→ **DATA PROVIDED**
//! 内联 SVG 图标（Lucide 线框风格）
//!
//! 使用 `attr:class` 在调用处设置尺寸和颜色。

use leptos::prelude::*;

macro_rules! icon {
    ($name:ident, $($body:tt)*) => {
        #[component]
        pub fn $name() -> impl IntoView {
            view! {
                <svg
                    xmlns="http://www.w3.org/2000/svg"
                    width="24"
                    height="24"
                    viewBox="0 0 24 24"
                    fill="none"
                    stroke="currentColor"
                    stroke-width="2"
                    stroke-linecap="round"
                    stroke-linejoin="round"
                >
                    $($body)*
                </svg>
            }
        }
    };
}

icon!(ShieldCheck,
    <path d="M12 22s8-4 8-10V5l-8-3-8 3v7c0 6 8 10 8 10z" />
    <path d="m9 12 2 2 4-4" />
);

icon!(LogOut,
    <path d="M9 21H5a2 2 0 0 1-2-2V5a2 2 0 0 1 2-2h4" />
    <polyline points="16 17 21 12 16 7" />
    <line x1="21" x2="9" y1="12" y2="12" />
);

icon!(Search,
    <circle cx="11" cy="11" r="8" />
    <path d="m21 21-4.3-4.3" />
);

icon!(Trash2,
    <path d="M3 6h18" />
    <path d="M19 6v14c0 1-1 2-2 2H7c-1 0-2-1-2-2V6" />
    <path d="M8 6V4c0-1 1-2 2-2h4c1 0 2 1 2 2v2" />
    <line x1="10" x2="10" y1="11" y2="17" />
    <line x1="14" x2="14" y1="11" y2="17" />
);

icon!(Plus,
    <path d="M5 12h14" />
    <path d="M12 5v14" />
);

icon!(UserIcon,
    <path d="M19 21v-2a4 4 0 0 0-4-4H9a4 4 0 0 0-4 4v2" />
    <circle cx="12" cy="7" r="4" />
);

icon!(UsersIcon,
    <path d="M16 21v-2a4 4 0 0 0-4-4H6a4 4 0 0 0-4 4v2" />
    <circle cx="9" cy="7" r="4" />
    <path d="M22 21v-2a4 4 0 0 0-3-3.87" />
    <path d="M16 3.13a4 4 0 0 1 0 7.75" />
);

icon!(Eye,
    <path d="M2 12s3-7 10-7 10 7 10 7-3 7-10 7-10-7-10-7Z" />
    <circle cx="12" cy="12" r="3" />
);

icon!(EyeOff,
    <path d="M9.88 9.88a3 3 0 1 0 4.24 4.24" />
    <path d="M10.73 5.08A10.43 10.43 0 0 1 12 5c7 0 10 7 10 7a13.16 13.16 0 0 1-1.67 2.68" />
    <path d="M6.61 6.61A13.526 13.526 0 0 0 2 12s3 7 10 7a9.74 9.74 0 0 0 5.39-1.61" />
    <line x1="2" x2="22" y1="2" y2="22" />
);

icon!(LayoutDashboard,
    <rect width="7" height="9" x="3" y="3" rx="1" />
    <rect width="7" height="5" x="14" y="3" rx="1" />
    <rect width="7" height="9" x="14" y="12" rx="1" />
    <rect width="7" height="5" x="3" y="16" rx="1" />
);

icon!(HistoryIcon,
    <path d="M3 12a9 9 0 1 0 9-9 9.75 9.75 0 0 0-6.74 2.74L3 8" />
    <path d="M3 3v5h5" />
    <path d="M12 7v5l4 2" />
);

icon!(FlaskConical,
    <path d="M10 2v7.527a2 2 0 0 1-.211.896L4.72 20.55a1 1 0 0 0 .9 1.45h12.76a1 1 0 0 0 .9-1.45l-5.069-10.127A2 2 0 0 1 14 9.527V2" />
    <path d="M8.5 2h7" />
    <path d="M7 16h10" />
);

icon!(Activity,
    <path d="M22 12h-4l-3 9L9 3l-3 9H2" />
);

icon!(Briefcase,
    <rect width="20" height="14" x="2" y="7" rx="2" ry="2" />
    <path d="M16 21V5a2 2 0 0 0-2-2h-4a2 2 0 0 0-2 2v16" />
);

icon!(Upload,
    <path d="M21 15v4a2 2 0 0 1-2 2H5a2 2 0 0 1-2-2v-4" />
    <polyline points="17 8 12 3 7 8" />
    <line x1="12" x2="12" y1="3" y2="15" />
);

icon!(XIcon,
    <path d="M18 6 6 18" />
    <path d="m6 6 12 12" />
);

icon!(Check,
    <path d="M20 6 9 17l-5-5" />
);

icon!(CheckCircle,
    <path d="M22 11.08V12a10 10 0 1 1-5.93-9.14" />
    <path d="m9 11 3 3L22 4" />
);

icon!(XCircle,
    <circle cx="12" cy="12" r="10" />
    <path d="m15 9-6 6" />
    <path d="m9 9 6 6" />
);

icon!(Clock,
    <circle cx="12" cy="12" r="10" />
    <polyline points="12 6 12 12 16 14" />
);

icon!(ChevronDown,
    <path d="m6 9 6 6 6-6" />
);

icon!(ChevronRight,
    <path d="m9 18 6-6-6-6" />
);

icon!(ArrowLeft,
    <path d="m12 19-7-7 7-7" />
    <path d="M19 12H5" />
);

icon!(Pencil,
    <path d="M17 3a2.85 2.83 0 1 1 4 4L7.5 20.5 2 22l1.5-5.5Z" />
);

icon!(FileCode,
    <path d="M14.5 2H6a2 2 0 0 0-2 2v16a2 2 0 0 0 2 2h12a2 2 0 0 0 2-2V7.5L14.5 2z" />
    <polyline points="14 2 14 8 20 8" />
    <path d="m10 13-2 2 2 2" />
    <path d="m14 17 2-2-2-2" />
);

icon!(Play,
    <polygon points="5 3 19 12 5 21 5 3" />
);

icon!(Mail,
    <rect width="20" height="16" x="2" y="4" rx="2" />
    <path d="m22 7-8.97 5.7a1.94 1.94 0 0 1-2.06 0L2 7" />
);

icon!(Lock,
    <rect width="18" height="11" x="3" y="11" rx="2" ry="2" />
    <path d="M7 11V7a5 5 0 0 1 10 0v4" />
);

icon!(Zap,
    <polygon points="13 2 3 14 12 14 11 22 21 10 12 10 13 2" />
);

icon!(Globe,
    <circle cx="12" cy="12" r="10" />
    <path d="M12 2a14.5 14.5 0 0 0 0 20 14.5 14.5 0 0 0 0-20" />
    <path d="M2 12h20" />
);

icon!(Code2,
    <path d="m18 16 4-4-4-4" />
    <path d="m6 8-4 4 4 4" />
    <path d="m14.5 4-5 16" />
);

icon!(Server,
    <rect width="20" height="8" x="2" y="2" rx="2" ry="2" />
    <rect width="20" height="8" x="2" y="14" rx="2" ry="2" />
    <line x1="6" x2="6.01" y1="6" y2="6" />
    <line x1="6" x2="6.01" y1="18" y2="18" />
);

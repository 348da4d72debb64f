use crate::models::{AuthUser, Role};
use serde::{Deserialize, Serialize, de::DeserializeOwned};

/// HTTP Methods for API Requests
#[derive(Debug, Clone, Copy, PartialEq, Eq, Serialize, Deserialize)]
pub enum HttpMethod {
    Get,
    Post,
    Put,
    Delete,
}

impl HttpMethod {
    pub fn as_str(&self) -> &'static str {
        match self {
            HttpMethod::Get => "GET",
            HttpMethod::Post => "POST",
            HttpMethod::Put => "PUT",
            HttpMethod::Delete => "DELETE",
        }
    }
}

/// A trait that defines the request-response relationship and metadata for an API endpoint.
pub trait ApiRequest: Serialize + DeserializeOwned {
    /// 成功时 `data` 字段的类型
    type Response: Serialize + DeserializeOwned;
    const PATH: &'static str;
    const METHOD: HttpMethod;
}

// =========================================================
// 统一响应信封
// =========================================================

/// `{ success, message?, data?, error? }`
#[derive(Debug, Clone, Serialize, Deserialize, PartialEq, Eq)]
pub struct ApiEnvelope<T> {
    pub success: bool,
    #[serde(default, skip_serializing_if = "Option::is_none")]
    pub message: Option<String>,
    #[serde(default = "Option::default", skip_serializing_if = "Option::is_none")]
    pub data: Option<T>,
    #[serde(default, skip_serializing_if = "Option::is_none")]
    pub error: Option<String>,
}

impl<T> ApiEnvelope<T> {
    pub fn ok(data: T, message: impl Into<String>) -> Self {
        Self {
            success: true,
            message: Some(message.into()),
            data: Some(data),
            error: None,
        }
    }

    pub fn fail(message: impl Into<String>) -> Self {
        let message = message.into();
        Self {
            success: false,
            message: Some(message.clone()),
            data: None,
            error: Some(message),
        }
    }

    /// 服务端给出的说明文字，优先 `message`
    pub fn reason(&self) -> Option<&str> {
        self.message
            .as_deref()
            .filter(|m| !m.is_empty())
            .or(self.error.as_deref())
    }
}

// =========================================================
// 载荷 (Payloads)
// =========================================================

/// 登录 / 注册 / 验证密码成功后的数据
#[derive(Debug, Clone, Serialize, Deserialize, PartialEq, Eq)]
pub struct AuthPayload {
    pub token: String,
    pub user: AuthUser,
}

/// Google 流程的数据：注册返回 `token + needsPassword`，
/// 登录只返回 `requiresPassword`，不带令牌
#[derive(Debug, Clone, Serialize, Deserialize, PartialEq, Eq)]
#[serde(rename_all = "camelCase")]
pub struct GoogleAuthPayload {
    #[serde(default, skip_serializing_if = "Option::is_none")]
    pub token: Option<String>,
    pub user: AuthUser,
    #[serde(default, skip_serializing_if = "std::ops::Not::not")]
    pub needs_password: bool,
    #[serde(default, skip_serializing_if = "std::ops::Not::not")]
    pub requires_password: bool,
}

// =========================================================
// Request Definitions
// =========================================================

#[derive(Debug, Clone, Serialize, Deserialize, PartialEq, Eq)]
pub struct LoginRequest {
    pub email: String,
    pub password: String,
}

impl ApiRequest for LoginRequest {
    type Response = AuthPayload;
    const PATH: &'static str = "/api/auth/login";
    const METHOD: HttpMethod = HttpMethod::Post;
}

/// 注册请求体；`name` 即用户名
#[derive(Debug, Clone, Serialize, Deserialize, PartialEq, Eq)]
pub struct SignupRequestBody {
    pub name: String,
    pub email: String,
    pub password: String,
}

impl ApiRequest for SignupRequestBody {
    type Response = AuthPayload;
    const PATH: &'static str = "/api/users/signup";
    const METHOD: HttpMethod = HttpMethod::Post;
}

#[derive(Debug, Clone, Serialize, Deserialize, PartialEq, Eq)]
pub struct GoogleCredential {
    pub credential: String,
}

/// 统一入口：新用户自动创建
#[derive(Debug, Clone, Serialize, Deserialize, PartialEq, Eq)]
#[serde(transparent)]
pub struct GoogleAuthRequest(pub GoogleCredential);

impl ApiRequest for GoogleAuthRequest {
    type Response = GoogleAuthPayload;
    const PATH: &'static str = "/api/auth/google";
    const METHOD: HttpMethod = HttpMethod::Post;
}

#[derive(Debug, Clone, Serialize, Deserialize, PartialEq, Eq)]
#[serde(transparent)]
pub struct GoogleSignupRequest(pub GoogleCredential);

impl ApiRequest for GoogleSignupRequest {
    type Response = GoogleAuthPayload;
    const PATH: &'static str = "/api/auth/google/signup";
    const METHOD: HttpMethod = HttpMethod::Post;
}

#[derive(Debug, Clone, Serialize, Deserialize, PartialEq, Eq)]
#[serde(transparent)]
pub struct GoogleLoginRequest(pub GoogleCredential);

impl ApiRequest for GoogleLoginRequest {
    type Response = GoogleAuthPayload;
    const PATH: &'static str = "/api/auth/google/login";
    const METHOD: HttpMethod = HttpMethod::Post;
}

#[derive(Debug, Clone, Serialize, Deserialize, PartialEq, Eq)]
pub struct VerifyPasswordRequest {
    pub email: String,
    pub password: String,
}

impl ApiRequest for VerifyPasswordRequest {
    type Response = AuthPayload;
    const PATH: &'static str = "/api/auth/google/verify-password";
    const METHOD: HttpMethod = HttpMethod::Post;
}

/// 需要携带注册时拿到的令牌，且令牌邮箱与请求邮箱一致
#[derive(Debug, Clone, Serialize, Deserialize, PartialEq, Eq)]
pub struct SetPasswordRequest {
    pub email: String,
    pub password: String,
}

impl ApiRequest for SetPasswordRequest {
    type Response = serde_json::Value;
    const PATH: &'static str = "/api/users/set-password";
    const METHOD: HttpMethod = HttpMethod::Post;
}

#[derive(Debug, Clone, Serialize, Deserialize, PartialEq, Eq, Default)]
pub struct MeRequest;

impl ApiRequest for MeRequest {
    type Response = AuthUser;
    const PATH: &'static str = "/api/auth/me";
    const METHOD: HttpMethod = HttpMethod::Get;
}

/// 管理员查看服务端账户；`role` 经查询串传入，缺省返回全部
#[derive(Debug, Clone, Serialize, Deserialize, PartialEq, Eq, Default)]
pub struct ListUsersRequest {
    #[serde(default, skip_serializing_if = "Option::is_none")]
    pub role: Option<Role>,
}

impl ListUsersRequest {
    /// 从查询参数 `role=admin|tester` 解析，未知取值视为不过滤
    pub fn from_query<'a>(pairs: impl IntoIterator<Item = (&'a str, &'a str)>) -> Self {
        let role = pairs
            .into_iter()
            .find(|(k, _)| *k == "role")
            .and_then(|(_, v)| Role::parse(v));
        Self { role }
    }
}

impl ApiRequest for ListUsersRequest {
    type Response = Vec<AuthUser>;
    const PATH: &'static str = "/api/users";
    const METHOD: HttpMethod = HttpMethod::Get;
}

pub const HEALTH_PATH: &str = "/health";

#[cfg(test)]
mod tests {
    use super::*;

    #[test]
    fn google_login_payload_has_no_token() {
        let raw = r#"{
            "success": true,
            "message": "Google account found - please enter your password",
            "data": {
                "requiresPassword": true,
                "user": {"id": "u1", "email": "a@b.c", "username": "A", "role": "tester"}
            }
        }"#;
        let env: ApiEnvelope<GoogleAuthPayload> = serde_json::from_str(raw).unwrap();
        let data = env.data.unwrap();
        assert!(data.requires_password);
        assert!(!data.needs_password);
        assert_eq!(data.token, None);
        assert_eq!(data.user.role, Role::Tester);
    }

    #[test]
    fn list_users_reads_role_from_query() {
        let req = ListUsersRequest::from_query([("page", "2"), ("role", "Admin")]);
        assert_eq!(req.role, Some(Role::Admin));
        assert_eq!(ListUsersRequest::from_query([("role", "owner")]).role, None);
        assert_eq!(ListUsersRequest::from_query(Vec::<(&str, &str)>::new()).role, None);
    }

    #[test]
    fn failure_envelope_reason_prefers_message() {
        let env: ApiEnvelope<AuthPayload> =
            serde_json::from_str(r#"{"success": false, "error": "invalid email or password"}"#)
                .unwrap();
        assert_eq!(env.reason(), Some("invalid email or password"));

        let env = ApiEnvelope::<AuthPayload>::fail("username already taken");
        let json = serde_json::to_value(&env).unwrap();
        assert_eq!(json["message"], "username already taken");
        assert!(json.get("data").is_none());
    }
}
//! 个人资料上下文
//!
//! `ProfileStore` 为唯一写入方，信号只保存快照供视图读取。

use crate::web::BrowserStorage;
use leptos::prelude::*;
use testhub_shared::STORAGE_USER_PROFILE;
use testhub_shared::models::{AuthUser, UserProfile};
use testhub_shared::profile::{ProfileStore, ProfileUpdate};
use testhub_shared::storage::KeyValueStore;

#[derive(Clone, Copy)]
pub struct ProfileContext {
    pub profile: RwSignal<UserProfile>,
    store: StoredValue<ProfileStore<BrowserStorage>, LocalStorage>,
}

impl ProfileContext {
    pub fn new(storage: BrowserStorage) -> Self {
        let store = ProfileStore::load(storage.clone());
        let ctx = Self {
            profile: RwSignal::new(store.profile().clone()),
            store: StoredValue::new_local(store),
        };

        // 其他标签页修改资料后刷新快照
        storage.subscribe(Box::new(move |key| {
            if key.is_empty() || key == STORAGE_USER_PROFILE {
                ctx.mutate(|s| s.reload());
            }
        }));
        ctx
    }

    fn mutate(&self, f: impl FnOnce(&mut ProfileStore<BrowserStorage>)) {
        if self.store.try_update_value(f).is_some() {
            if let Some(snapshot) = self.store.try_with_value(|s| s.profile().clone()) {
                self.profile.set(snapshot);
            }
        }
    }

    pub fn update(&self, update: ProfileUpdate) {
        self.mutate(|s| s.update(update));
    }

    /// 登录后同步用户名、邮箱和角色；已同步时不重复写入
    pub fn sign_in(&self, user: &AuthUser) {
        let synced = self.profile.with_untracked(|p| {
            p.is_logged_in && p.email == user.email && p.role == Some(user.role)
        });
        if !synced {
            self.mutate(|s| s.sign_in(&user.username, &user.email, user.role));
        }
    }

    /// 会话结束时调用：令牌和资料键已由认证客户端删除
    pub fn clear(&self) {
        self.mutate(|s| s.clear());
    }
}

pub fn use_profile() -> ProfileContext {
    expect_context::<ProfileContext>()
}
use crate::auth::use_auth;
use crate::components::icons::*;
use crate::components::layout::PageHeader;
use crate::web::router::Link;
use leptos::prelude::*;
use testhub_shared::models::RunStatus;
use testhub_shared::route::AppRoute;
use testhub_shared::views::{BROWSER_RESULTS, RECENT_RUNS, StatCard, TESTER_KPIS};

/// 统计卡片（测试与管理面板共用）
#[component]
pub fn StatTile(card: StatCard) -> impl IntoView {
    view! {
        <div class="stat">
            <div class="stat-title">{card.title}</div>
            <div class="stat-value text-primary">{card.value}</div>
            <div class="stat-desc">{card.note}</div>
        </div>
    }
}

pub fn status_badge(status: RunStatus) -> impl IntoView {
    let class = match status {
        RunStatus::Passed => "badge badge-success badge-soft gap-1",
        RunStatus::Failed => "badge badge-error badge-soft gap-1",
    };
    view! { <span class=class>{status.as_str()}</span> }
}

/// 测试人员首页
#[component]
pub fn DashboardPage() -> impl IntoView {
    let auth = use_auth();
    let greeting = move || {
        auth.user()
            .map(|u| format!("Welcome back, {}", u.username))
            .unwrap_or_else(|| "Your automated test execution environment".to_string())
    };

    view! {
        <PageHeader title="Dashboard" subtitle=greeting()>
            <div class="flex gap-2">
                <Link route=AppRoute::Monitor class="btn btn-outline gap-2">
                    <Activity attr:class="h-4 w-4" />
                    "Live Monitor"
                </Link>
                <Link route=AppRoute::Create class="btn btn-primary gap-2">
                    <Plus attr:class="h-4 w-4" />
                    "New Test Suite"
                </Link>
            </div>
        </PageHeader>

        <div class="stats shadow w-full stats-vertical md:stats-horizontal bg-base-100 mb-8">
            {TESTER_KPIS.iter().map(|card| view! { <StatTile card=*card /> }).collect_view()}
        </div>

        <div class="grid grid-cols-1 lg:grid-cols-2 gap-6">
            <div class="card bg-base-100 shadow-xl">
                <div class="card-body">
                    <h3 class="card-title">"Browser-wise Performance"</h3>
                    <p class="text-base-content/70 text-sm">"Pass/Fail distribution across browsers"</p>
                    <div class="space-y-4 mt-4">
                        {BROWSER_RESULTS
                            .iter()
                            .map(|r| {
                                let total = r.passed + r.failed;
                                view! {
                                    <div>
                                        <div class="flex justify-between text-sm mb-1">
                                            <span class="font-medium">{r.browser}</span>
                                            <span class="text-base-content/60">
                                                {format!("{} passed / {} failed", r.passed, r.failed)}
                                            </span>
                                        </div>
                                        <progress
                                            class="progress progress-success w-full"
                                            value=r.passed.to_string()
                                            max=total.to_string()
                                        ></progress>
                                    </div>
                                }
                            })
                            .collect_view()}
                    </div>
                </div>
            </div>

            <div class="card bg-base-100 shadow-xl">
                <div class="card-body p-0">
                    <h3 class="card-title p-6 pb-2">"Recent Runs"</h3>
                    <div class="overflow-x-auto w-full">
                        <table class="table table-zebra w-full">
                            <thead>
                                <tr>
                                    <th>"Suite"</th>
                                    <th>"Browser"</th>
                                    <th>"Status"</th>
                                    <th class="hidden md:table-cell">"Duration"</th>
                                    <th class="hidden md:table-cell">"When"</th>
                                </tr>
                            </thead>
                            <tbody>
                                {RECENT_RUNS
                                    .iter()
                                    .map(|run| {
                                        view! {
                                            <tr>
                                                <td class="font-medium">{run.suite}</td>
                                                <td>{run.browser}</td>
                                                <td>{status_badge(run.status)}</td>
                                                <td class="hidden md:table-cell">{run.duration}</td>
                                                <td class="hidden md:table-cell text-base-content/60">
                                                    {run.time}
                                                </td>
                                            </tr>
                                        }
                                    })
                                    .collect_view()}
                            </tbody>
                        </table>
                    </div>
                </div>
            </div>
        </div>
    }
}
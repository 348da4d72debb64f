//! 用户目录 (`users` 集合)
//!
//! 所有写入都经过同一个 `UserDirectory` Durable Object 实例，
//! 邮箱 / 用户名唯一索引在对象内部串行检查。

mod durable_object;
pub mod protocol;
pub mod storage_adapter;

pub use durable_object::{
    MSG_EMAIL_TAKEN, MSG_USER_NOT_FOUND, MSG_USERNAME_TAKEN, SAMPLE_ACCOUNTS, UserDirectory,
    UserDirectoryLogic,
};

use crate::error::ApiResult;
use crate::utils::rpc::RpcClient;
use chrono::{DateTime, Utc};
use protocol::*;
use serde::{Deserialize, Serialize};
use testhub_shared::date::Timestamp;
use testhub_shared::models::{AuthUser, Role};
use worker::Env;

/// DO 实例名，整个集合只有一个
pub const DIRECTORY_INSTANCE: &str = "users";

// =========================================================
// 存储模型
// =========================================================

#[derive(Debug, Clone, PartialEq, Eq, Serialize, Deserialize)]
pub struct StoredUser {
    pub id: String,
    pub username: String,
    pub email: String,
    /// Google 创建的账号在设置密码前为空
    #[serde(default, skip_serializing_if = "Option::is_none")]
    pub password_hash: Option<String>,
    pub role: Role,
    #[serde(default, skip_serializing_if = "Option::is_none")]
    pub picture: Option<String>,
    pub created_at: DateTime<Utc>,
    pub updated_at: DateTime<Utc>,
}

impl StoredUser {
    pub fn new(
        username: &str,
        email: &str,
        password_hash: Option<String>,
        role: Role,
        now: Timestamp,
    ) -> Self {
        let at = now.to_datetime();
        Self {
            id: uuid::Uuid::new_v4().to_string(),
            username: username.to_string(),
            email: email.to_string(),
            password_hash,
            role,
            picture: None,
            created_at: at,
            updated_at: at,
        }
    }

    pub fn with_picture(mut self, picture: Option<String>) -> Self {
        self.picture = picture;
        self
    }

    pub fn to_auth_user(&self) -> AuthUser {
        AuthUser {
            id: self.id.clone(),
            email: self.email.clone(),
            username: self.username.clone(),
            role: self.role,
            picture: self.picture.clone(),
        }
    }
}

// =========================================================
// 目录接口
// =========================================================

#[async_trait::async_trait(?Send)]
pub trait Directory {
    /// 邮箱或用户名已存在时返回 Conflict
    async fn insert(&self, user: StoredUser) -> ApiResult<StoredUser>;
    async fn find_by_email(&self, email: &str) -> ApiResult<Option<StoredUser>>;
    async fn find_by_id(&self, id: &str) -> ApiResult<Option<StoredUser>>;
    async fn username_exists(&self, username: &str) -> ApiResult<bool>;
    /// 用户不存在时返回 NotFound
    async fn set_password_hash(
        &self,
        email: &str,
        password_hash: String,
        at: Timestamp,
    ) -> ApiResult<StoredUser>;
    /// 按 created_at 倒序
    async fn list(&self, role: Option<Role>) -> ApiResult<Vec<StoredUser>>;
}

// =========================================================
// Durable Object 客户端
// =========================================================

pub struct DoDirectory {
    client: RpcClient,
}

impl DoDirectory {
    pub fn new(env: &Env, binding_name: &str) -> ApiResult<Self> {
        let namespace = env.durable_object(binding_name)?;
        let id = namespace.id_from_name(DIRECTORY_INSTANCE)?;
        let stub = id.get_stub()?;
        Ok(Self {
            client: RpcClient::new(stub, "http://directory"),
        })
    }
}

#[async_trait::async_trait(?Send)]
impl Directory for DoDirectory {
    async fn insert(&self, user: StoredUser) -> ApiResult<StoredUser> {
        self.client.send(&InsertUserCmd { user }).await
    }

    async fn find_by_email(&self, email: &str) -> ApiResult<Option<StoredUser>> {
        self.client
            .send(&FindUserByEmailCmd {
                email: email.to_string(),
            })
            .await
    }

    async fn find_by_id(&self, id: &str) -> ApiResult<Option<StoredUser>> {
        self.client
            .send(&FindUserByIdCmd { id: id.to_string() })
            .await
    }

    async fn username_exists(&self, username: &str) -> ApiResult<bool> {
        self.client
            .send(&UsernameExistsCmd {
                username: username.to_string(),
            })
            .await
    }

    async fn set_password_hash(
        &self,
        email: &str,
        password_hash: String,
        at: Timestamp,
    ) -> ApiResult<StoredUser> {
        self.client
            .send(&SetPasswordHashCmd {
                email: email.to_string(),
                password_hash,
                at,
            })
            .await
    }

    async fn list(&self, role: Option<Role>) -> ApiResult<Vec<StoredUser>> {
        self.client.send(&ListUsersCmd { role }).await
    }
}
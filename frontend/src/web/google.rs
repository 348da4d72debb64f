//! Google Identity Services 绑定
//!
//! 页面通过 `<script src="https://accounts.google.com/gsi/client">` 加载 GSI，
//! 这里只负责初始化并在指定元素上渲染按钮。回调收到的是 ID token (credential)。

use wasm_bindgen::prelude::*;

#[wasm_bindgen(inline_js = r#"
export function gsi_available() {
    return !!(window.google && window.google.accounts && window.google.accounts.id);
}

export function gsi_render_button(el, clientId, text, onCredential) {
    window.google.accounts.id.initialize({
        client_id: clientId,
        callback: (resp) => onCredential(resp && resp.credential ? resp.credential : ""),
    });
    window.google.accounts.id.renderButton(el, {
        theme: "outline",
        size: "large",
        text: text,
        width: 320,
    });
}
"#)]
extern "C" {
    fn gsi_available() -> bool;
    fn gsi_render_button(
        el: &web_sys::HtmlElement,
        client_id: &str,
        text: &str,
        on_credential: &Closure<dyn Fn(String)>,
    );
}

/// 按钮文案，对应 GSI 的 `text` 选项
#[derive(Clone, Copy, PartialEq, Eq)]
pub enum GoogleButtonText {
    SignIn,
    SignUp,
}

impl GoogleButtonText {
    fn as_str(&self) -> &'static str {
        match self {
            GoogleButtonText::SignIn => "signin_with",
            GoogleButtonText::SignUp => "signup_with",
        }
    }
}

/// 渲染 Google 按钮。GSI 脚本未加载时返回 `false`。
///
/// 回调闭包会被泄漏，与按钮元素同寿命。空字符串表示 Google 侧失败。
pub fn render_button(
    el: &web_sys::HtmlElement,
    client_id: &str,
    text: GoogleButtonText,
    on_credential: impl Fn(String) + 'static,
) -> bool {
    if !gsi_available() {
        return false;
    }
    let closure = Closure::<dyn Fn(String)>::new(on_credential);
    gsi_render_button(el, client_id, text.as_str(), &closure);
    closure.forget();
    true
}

→ **PROBLEM**
From the data above, gather every line that includes the word "GoogleAuthRequest".

→ **EXERCISE RESULT**
pub struct GoogleAuthRequest(pub GoogleCredential);
impl ApiRequest for GoogleAuthRequest {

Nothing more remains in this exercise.